Wednesday, 10 December 2008

Shuffling Particles

There’s an enhanced CD among the recent releases by Ernesto Rodrigues’ Creative Sources called Drawings. The “enhancement” consists in a 55-minute MP4 video - Der Raum, by Arno Oehri – which shows the working processes between Scott Fields and German visual artist Thomas Hornung, who lives in Basel and spends about one hour every evening by making spur-of-the-moment drawings on A4 paper sheets, “typically in black but occasionally in colored chalk”, as per the guitarist’s words. The three collaborators first met in 2004 during a residency in the Swiss Alps, yet only after a while the American decided to dig out something from those sketches, converting them in a multi-page graphic score whose constitution is better explained by the composer himself in the liner notes.

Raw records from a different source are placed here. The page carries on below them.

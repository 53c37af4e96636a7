//! Time-driven enemy scheduling with a one-time difficulty ramp.

use rand::prelude::*;
use rand_chacha::ChaCha8Rng;

use crate::config::{EnemyClassConfig, SpawnConfig, SpawnSchedule};
use crate::entity::EntityKind;

/// An enemy the spawner wants created this step.
#[derive(Debug, Clone, Copy, PartialEq)]
pub struct SpawnOrder {
    pub kind: EntityKind,
    /// Leftward speed magnitude.
    pub speed: f32,
}

/// Counts down physics steps to the next enemy.
#[derive(Debug, Clone)]
pub struct Spawner {
    config: SpawnConfig,
    difficulty_threshold_secs: f32,
    countdown: i64,
    spawned: u64,
    rng: ChaCha8Rng,
}

impl Spawner {
    pub fn new(config: SpawnConfig, difficulty_threshold_secs: f32, seed: u64) -> Self {
        Self {
            countdown: i64::from(config.initial_countdown),
            config,
            difficulty_threshold_secs,
            spawned: 0,
            rng: ChaCha8Rng::seed_from_u64(seed),
        }
    }

    /// Steps remaining until the next spawn.
    pub fn countdown(&self) -> i64 {
        self.countdown
    }

    /// Number of scheduled spawns so far.
    pub fn spawned(&self) -> u64 {
        self.spawned
    }

    /// Whether enemies spawned at `elapsed_secs` use their boosted speed.
    pub fn is_boosted(&self, elapsed_secs: f32) -> bool {
        elapsed_secs > self.difficulty_threshold_secs
    }

    fn class(&self, kind: EntityKind) -> &EnemyClassConfig {
        match kind {
            EntityKind::AirEnemy => &self.config.air,
            _ => &self.config.ground,
        }
    }

    /// Spawn speed of `kind` at `elapsed_secs`.
    pub fn speed_for(&self, kind: EntityKind, elapsed_secs: f32) -> f32 {
        let class = self.class(kind);
        if self.is_boosted(elapsed_secs) {
            class.boosted_speed
        } else {
            class.speed
        }
    }

    /// Advances one step. Returns an order when the countdown runs out, after
    /// resetting it from the spawned class's interval.
    pub fn tick(&mut self, elapsed_secs: f32) -> Option<SpawnOrder> {
        self.countdown -= 1;
        if self.countdown > 0 {
            return None;
        }

        let kind = self.next_kind();
        let speed = self.speed_for(kind, elapsed_secs);
        let [min, max] = self.class(kind).spawn_interval;
        self.countdown = i64::from(self.rng.random_range(min..=max));
        self.spawned += 1;

        tracing::info!(
            "[spawner] {:?} at {:.1}s, speed={}, next in {} steps",
            kind,
            elapsed_secs,
            speed,
            self.countdown
        );
        Some(SpawnOrder { kind, speed })
    }

    fn next_kind(&mut self) -> EntityKind {
        match self.config.schedule {
            SpawnSchedule::Alternate => {
                if self.spawned % 2 == 0 {
                    EntityKind::GroundEnemy
                } else {
                    EntityKind::AirEnemy
                }
            }
            SpawnSchedule::Random => {
                if self.rng.random_bool(0.5) {
                    EntityKind::GroundEnemy
                } else {
                    EntityKind::AirEnemy
                }
            }
        }
    }
}

#[cfg(test)]
mod tests {
    use super::*;

    fn spawner(schedule: SpawnSchedule, seed: u64) -> Spawner {
        let config = SpawnConfig {
            schedule,
            initial_countdown: 1,
            ..SpawnConfig::default()
        };
        Spawner::new(config, 25.0, seed)
    }

    /// Ticks until the next order, returning it and the steps it took.
    fn next_order(spawner: &mut Spawner, elapsed_secs: f32) -> (SpawnOrder, u32) {
        for steps in 1..=1_000 {
            if let Some(order) = spawner.tick(elapsed_secs) {
                return (order, steps);
            }
        }
        panic!("spawner never fired");
    }

    #[test]
    fn test_initial_countdown() {
        let config = SpawnConfig {
            initial_countdown: 3,
            ..SpawnConfig::default()
        };
        let mut spawner = Spawner::new(config, 25.0, 1);
        assert!(spawner.tick(0.0).is_none());
        assert!(spawner.tick(0.0).is_none());
        assert!(spawner.tick(0.0).is_some());
    }

    #[test]
    fn test_countdown_reset_ranges() {
        let mut spawner = spawner(SpawnSchedule::Random, 99);
        let mut seen_ground = false;
        let mut seen_air = false;

        for _ in 0..200 {
            let (order, _) = next_order(&mut spawner, 0.0);
            let countdown = spawner.countdown();
            match order.kind {
                EntityKind::GroundEnemy => {
                    seen_ground = true;
                    assert!((100..=200).contains(&countdown), "ground reset {countdown}");
                }
                EntityKind::AirEnemy => {
                    seen_air = true;
                    assert!((250..=400).contains(&countdown), "air reset {countdown}");
                }
                other => panic!("unexpected kind {other:?}"),
            }
        }

        assert!(seen_ground && seen_air);
    }

    #[test]
    fn test_gap_between_spawns_matches_reset() {
        let mut spawner = spawner(SpawnSchedule::Alternate, 5);
        next_order(&mut spawner, 0.0);
        let expected = spawner.countdown();
        let (_, steps) = next_order(&mut spawner, 0.0);
        assert_eq!(i64::from(steps), expected);
    }

    #[test]
    fn test_alternate_schedule() {
        let mut spawner = spawner(SpawnSchedule::Alternate, 5);
        let kinds: Vec<EntityKind> = (0..4).map(|_| next_order(&mut spawner, 0.0).0.kind).collect();
        assert_eq!(
            kinds,
            vec![
                EntityKind::GroundEnemy,
                EntityKind::AirEnemy,
                EntityKind::GroundEnemy,
                EntityKind::AirEnemy
            ]
        );
    }

    #[test]
    fn test_difficulty_ramp_is_a_step_change() {
        let mut spawner = spawner(SpawnSchedule::Alternate, 5);

        let (ground, _) = next_order(&mut spawner, 10.0);
        let (air, _) = next_order(&mut spawner, 24.9);
        assert_eq!(ground.speed, 50.0);
        assert_eq!(air.speed, 100.0);

        let (ground, _) = next_order(&mut spawner, 25.1);
        let (air, _) = next_order(&mut spawner, 300.0);
        assert_eq!(ground.speed, 100.0);
        assert_eq!(air.speed, 200.0);
    }

    #[test]
    fn test_same_seed_same_schedule() {
        let mut a = spawner(SpawnSchedule::Random, 42);
        let mut b = spawner(SpawnSchedule::Random, 42);
        for _ in 0..20 {
            assert_eq!(next_order(&mut a, 0.0), next_order(&mut b, 0.0));
        }
    }
}
//! Per-class velocity integration replacing the solver's uniform gravity.
//!
//! Every entity body is created with a zero gravity scale; before each solver
//! step the physics world asks the body's [`ForcePolicy`] for its next velocity.

use serde::{Deserialize, Serialize};

/// Velocity update rule attached to a dynamic body.
#[derive(Debug, Clone, Copy, Serialize, Deserialize, PartialEq)]
pub enum ForcePolicy {
    /// Standard projectile motion under a fixed gravity, independent of the
    /// world setting.
    GravityPassthrough { gravity: [f32; 2] },
    /// Constant horizontal velocity, world gravity vertically.
    HoldGround { vx: f32 },
    /// Constant horizontal velocity, no vertical motion.
    HoldAltitude { vx: f32 },
}

impl ForcePolicy {
    /// Returns the velocity the body should enter the next step with.
    ///
    /// `damping` is a per-step multiplier applied to integrated components.
    pub fn apply(
        &self,
        velocity: [f32; 2],
        world_gravity: [f32; 2],
        damping: f32,
        dt: f32,
    ) -> [f32; 2] {
        match *self {
            Self::GravityPassthrough { gravity } => [
                velocity[0] * damping + gravity[0] * dt,
                velocity[1] * damping + gravity[1] * dt,
            ],
            Self::HoldGround { vx } => [vx, velocity[1] * damping + world_gravity[1] * dt],
            Self::HoldAltitude { vx } => [vx, 0.0],
        }
    }
}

Fields, one of the most interesting phrase scramblers in contemporary jazz also in more “regular” outings (check his efforts on Clean Feed), asks the listeners to play the 98 audio tracks of the disc in shuffle mode - the same method applied to Hornung’s 171 pictures, previously selected, when he performs this work live. This modus operandi is not really crucial for the ultimate result, as the severely fragmentary conciseness of the solos causes the whole to sound exactly as a haphazard reproduction of the initial program even when the record is played straight; I seriously doubt that a remote chance of memorizing this album exists. What needs to be noted is how brilliantly this man manages to conjure up a growing quantity of uncommon timbres, chordal surges, skeletal counterpoints and unclassifiable pitches from his axe (manipulated conventionally or through various kinds of implementations), elevating the music to a degree of consequentiality on a par with its pictographic complement.